Paradoxe Appelle sind eine spezielle Form von  Appellen. Bei ihnen gibt der Sender dem Empfänger das Gegenteil dessen auf, was er erreichen möchte. Sie versuchen sich die Tatsache zunutze zu machen, dass Appelle oft einen Druck ausüben, der beim Empfänger einen Gegendruck hervorruft ( Reaktanz). Beispielsweise lässt sich beobachten, dass ein Kind, wenn seine Mutter es dazu anhält, noch lauter zu schreien und ja nicht damit aufzuhören, in der Regel den Reiz an seinem Tun verliert. Alfred Adler zufolge liegt hier das Prinzip zugrunde, dass das Kind seine Größe fühlt, indem es das Gegenteil dessen tut, was man von ihm möchte. So kann es zum Beispiel vorkommen, dass ein Empfänger sich einem Appell widersetzt, nicht weil er ihn sachlich ablehnen würde, sondern weil er ihn als unzulässigen Eingriff in sein persönliches Entscheidungsrecht und in seine Eigenständigkeit erlebt und die Befolgung somit dem Eingeständnis einer persönlichen Niederlage gleichkäme. Umgekehrt kann die Nichtbefolgung als Beweis der eigenen Unabhängigkeit erlebt werden, und somit als Gelegenheit, die eigene Größe zu fühlen (schon dadurch, dass dem appellierenden Sender ein Misserfolg beschert wird). Auch wenn ein paradoxes Vorgehen in der Erziehung punktuell überaus erfolgreich sein kann, gerät die aufrichtige Beziehung zwischen Eltern und Kind dadurch in Gefahr. Es sollte daher, wenn überhaupt, nur sparsam angewendet werden, und nur in einem humorvollen Kontext.
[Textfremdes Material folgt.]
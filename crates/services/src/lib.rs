#![forbid(unsafe_code)]

pub mod app_services;
pub mod connectivity;
pub mod consent_service;
pub mod error;
pub mod game_service;
pub mod map;
pub mod navigation;
pub mod reference_data;
pub mod result_view;
pub mod submission;

pub use rogaine_core::Clock;

pub use app_services::AppServices;
pub use connectivity::{Connectivity, ConnectivityFlag};
pub use consent_service::ConsentService;
pub use error::{AppServicesError, ConsentServiceError, GameServiceError, MapError, SendError};
pub use game_service::GameService;
pub use map::MapResourceManager;
pub use navigation::{LeaveHandler, LeaveHookRegistration, NavigationHooks};
pub use reference_data::{ReferenceData, ReferenceDataService};
pub use result_view::{ResultOutcome, ResultService, ResultView};
pub use submission::{
    ResultLeaveHandler, SubmissionConfig, SubmissionCoordinator, SubmissionDecision,
    SubmissionOutcome,
};
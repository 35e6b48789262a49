//! Single owner of the embedded map.
//!
//! The map library is expensive to load and its widget keeps rendering state
//! in its surface, so one surface and one widget live for the lifetime of the
//! manager. Views borrow them with `attach` and hand them back with `park`.

use std::fmt;
use std::sync::atomic::{AtomicU64, Ordering};
use std::sync::{Arc, Mutex, MutexGuard, PoisonError};

use async_trait::async_trait;
use tokio::sync::OnceCell;

use crate::error::MapError;

#[derive(Debug, Clone, PartialEq, Eq, Hash)]
pub struct HostId(String);

impl HostId {
    #[must_use]
    pub fn new(id: impl Into<String>) -> Self {
        Self(id.into())
    }

    #[must_use]
    pub fn as_str(&self) -> &str {
        &self.0
    }
}

impl fmt::Display for HostId {
    fn fmt(&self, f: &mut fmt::Formatter<'_>) -> fmt::Result {
        f.write_str(&self.0)
    }
}

#[derive(Debug, Clone, Copy, PartialEq)]
pub struct LatLng {
    pub lat: f64,
    pub lng: f64,
}

#[derive(Debug, Clone, Default, PartialEq)]
pub struct MapOptions {
    pub center: Option<LatLng>,
    pub zoom: Option<f64>,
    pub gesture_handling: Option<String>,
}

/// A container the surface can be placed in.
pub trait HostElement: Send + Sync {
    fn id(&self) -> HostId;
    /// Remove everything currently inside the host.
    fn clear(&self);
}

/// The element the widget renders into.
pub trait MapSurface: Send + Sync {
    fn parent(&self) -> Option<HostId>;
    /// Move the surface under `host`, detaching it from its current parent.
    fn move_to(&self, host: &dyn HostElement);
}

pub trait MapWidget: Send + Sync {
    fn set_options(&self, options: &MapOptions);
    fn set_center(&self, center: LatLng);
    fn set_zoom(&self, zoom: f64);
}

/// The external map library.
#[async_trait]
pub trait MapProvider: Send + Sync {
    /// # Errors
    ///
    /// Returns `MapError::Load` if the library cannot be loaded.
    async fn load(&self) -> Result<(), MapError>;
    fn create_surface(&self) -> Arc<dyn MapSurface>;
    /// Hidden container that keeps the surface alive between views.
    fn parking_host(&self) -> Arc<dyn HostElement>;
    fn create_map(&self, surface: &Arc<dyn MapSurface>, options: &MapOptions)
    -> Arc<dyn MapWidget>;
}

#[derive(Default)]
struct MapSlot {
    surface: Option<Arc<dyn MapSurface>>,
    widget: Option<Arc<dyn MapWidget>>,
    parking: Option<Arc<dyn HostElement>>,
}

pub struct MapResourceManager {
    provider: Arc<dyn MapProvider>,
    loaded: OnceCell<()>,
    slot: Mutex<MapSlot>,
    last_ticket: AtomicU64,
}

impl MapResourceManager {
    #[must_use]
    pub fn new(provider: Arc<dyn MapProvider>) -> Self {
        Self {
            provider,
            loaded: OnceCell::new(),
            slot: Mutex::new(MapSlot::default()),
            last_ticket: AtomicU64::new(0),
        }
    }

    fn slot(&self) -> MutexGuard<'_, MapSlot> {
        self.slot.lock().unwrap_or_else(PoisonError::into_inner)
    }

    /// Show the map inside `host`, creating it on first use.
    ///
    /// When several attaches wait on the library load together, the one
    /// issued last decides where the surface ends up.
    ///
    /// # Errors
    ///
    /// Returns `MapError::Load` if the library fails to load. The next call
    /// tries the load again.
    pub async fn attach(
        &self,
        host: &dyn HostElement,
        options: &MapOptions,
    ) -> Result<Arc<dyn MapWidget>, MapError> {
        let ticket = self.last_ticket.fetch_add(1, Ordering::AcqRel) + 1;

        self.loaded
            .get_or_try_init(|| self.provider.load())
            .await
            .inspect_err(|err| log::warn!("map library load failed: {err}"))?;

        let mut slot = self.slot();
        let is_latest = ticket == self.last_ticket.load(Ordering::Acquire);
        let provider = &self.provider;
        let surface = Arc::clone(slot.surface.get_or_insert_with(|| provider.create_surface()));

        if is_latest && surface.parent().as_ref() != Some(&host.id()) {
            host.clear();
            surface.move_to(host);
            log::debug!("map surface moved to {}", host.id());
        }

        if let Some(widget) = slot.widget.as_ref() {
            if is_latest {
                widget.set_options(options);
                if let Some(center) = options.center {
                    widget.set_center(center);
                }
                if let Some(zoom) = options.zoom {
                    widget.set_zoom(zoom);
                }
            }
            return Ok(Arc::clone(widget));
        }

        let widget = self.provider.create_map(&surface, options);
        slot.widget = Some(Arc::clone(&widget));
        log::debug!("map widget created");
        Ok(widget)
    }

    /// Move the surface into the hidden parking host. No-op before the first attach.
    pub fn park(&self) {
        let mut slot = self.slot();
        let Some(surface) = slot.surface.clone() else {
            return;
        };
        let provider = &self.provider;
        let parking = Arc::clone(slot.parking.get_or_insert_with(|| provider.parking_host()));
        if surface.parent().as_ref() != Some(&parking.id()) {
            surface.move_to(parking.as_ref());
        }
    }

    #[must_use]
    pub fn current(&self) -> Option<Arc<dyn MapWidget>> {
        self.slot().widget.clone()
    }
}
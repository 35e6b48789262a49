use async_trait::async_trait;
use rogaine_core::model::Spot;

use super::SqliteRepository;
use super::mapping::{conn, judge_flag_to_i64, map_spot_row};
use crate::repository::{SpotRepository, StorageError};

#[async_trait]
impl SpotRepository for SqliteRepository {
    async fn replace_spots(&self, spots: &[Spot]) -> Result<(), StorageError> {
        let mut tx = self.pool.begin().await.map_err(conn)?;

        sqlx::query("DELETE FROM spot_master")
            .execute(&mut *tx)
            .await
            .map_err(conn)?;

        for spot in spots {
            sqlx::query(
                r"
                    INSERT INTO spot_master (id, name, judge_target)
                    VALUES (?1, ?2, ?3)
                    ON CONFLICT(id) DO UPDATE SET
                        name = excluded.name,
                        judge_target = excluded.judge_target
                ",
            )
            .bind(spot.id.as_str())
            .bind(&spot.name)
            .bind(judge_flag_to_i64(spot.judge_target))
            .execute(&mut *tx)
            .await
            .map_err(conn)?;
        }

        tx.commit().await.map_err(conn)?;
        log::info!("replaced spot reference data ({} spots)", spots.len());
        Ok(())
    }

    async fn list_spots(&self) -> Result<Vec<Spot>, StorageError> {
        let rows = sqlx::query("SELECT id, name, judge_target FROM spot_master ORDER BY id")
            .fetch_all(&self.pool)
            .await
            .map_err(conn)?;
        rows.iter().map(map_spot_row).collect()
    }

    async fn list_judge_targets(&self) -> Result<Vec<Spot>, StorageError> {
        let rows = sqlx::query(
            r"
                SELECT id, name, judge_target
                FROM spot_master
                WHERE judge_target = 1
                ORDER BY id
            ",
        )
        .fetch_all(&self.pool)
        .await
        .map_err(conn)?;
        rows.iter().map(map_spot_row).collect()
    }
}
In manchen Therapieformen werden paradoxe Appelle bewusst eingesetzt, um ungünstige Verhaltensmuster zu «verstören». Zum Beispiel verändert sich das Streitverhalten eines Ehepaars, wenn ihm vorgegeben wird, nur noch an bestimmten Tageszeiten zu streiten. In ähnlicher Weise führt das absichtliche Herbeiführen eines Tics dazu, dass dieser seinen spontanen Charakter verliert. Der Klient wird Herr über sein Symptom, ist ihm nicht mehr ausgeliefert.

Literatur

Miteinander reden 1, S. 277ff. (S. 237ff.)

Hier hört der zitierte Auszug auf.